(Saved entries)

--------------------------------

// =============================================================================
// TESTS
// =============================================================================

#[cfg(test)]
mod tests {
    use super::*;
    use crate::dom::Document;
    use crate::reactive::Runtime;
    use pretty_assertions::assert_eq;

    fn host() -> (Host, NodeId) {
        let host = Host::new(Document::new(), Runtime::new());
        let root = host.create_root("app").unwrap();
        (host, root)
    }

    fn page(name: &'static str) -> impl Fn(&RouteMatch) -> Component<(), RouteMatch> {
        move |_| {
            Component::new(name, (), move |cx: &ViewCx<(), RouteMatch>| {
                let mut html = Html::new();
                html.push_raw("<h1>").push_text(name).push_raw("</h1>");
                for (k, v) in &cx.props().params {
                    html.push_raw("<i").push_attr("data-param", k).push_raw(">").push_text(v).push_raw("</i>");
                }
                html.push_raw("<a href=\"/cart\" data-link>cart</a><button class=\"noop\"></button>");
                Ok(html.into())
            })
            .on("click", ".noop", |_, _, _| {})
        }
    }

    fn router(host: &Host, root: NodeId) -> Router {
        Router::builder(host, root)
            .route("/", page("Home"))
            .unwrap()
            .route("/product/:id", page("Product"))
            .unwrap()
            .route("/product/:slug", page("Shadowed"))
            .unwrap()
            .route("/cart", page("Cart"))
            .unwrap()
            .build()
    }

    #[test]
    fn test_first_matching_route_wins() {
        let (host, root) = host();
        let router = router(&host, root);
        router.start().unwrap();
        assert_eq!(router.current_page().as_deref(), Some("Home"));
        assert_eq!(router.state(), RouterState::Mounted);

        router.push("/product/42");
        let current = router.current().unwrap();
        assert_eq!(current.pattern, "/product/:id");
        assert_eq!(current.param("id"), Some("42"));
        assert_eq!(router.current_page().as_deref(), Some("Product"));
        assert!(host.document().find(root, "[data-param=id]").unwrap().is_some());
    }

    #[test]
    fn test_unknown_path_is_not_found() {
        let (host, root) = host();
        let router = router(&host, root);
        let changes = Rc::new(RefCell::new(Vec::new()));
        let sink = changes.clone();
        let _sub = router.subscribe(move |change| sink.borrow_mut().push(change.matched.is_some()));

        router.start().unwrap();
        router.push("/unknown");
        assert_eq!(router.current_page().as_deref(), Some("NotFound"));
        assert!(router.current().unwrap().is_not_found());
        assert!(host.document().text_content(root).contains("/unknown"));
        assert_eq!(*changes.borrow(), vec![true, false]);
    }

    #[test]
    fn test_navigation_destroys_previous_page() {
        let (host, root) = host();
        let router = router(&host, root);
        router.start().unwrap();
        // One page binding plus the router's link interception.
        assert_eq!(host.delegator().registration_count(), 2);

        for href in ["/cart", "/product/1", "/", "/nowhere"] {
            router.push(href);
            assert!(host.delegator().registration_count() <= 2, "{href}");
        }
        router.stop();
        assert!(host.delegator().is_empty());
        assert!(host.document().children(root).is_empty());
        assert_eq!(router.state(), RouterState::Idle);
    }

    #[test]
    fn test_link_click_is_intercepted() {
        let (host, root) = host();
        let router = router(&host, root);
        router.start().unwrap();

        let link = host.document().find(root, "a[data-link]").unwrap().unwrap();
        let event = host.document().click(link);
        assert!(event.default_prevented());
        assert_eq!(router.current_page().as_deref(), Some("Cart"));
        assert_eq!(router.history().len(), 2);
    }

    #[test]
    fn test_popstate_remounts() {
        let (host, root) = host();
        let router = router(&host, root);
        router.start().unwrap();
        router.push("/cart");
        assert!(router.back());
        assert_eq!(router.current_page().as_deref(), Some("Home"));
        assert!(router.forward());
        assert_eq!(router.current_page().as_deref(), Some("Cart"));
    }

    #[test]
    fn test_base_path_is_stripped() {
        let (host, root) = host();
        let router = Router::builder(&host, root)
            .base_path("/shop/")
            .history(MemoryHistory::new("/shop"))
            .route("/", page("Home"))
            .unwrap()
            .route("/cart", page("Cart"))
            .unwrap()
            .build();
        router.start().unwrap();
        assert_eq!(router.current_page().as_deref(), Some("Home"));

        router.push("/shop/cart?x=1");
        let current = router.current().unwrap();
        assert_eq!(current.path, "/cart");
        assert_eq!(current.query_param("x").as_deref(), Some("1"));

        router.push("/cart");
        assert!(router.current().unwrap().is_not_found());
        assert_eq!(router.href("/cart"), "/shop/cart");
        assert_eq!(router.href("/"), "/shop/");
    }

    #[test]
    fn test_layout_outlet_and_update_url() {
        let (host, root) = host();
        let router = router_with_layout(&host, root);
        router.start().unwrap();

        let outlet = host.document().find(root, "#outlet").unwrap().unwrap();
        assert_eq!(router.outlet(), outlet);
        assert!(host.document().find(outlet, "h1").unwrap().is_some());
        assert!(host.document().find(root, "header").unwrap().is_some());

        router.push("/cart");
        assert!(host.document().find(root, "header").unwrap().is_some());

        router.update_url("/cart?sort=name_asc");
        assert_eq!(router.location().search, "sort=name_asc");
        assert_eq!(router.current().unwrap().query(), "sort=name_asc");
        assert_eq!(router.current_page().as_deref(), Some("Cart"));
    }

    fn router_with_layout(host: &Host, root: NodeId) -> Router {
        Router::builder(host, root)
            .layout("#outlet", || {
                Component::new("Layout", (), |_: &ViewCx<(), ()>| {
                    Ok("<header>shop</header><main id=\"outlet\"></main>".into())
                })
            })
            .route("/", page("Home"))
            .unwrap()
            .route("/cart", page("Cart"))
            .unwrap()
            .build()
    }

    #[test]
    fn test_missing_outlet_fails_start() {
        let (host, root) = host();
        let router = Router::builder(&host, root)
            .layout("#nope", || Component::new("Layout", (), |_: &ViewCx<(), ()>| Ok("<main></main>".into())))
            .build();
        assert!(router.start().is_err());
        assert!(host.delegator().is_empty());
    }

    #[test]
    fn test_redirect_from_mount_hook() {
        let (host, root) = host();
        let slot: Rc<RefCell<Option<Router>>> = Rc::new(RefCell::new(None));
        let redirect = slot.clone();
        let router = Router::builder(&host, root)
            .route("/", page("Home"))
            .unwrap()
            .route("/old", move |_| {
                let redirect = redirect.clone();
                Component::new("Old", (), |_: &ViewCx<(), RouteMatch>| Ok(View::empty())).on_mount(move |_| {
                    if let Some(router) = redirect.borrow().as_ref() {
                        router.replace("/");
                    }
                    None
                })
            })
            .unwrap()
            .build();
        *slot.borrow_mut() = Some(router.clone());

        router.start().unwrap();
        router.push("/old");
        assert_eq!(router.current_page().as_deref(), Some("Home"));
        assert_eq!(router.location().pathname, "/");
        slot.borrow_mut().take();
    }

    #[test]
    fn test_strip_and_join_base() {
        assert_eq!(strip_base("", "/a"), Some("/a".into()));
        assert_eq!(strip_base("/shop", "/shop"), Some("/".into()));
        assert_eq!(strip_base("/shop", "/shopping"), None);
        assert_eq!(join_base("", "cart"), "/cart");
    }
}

--------------------------------

WORK REQUEST:
Go through the records above and, whenever a line includes the word "clone", copy it.

REPLY:
        let sink = changes.clone();
        let redirect = slot.clone();
                let redirect = redirect.clone();
        *slot.borrow_mut() = Some(router.clone());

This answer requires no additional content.